▶ _Working data_
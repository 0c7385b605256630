//! Password requirement policy.

use validator::ValidationErrors;

use crate::auth::password::Password;
use crate::error::DomainError;
use crate::identity::record::{IdentityRecord, field_error};

/// Credential fields proposed by an update.
#[derive(Debug, Default, Clone, Copy)]
pub struct UpdateContext<'a> {
    pub password: Option<&'a str>,
    pub password_confirmation: Option<&'a str>,
}

/// `None`, empty or whitespace only.
pub fn is_blank(value: Option<&str>) -> bool {
    value.is_none_or(|v| v.trim().is_empty())
}

/// Whether an update of `identity` must carry a valid password.
///
/// Guests never need one. Provider-linked identities may leave the password
/// blank and still update their profile; everyone else must supply it.
pub fn is_password_required(identity: &IdentityRecord, ctx: &UpdateContext<'_>) -> bool {
    if identity.guest {
        return false;
    }

    !identity.has_bindings() || !is_blank(ctx.password)
}

/// Base credential policy: presence, length and confirmation matching.
///
/// Confirmation is only compared when one was supplied.
///
/// # Errors
///
/// Returns the failing `password` / `password_confirmation` fields.
pub fn check_credentials(ctx: &UpdateContext<'_>) -> Result<Password, ValidationErrors> {
    let mut errors = ValidationErrors::new();

    let password = match ctx.password.filter(|p| !p.trim().is_empty()) {
        None => {
            errors.add("password", field_error("presence", "can't be blank"));
            None
        },
        Some(raw) => match Password::new(raw) {
            Ok(password) => Some(password),
            Err(DomainError::WeakPassword { .. }) if raw.chars().count() < Password::MIN_LENGTH => {
                errors.add(
                    "password",
                    field_error("length", "is too short (minimum is 6 characters)"),
                );
                None
            },
            Err(_) => {
                errors.add(
                    "password",
                    field_error("length", "is too long (maximum is 128 characters)"),
                );
                None
            },
        },
    };

    if let Some(confirmation) = ctx.password_confirmation {
        if ctx.password != Some(confirmation) {
            errors.add(
                "password_confirmation",
                field_error("confirmation", "doesn't match password"),
            );
        }
    }

    match password {
        Some(password) if errors.is_empty() => Ok(password),
        _ => Err(errors),
    }
}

▶ _What is expected_
Set the listing above down once more in full, exactly as it is.

▶ _Answer area_
repository 0c7385b605256630
//! Password requirement policy.

use validator::ValidationErrors;

use crate::auth::password::Password;
use crate::error::DomainError;
use crate::identity::record::{IdentityRecord, field_error};

/// Credential fields proposed by an update.
#[derive(Debug, Default, Clone, Copy)]
pub struct UpdateContext<'a> {
    pub password: Option<&'a str>,
    pub password_confirmation: Option<&'a str>,
}

/// `None`, empty or whitespace only.
pub fn is_blank(value: Option<&str>) -> bool {
    value.is_none_or(|v| v.trim().is_empty())
}

/// Whether an update of `identity` must carry a valid password.
///
/// Guests never need one. Provider-linked identities may leave the password
/// blank and still update their profile; everyone else must supply it.
pub fn is_password_required(identity: &IdentityRecord, ctx: &UpdateContext<'_>) -> bool {
    if identity.guest {
        return false;
    }

    !identity.has_bindings() || !is_blank(ctx.password)
}

/// Base credential policy: presence, length and confirmation matching.
///
/// Confirmation is only compared when one was supplied.
///
/// # Errors
///
/// Returns the failing `password` / `password_confirmation` fields.
pub fn check_credentials(ctx: &UpdateContext<'_>) -> Result<Password, ValidationErrors> {
    let mut errors = ValidationErrors::new();

    let password = match ctx.password.filter(|p| !p.trim().is_empty()) {
        None => {
            errors.add("password", field_error("presence", "can't be blank"));
            None
        },
        Some(raw) => match Password::new(raw) {
            Ok(password) => Some(password),
            Err(DomainError::WeakPassword { .. }) if raw.chars().count() < Password::MIN_LENGTH => {
                errors.add(
                    "password",
                    field_error("length", "is too short (minimum is 6 characters)"),
                );
                None
            },
            Err(_) => {
                errors.add(
                    "password",
                    field_error("length", "is too long (maximum is 128 characters)"),
                );
                None
            },
        },
    };

    if let Some(confirmation) = ctx.password_confirmation {
        if ctx.password != Some(confirmation) {
            errors.add(
                "password_confirmation",
                field_error("confirmation", "doesn't match password"),
            );
        }
    }

    match password {
        Some(password) if errors.is_empty() => Ok(password),
        _ => Err(errors),
    }
}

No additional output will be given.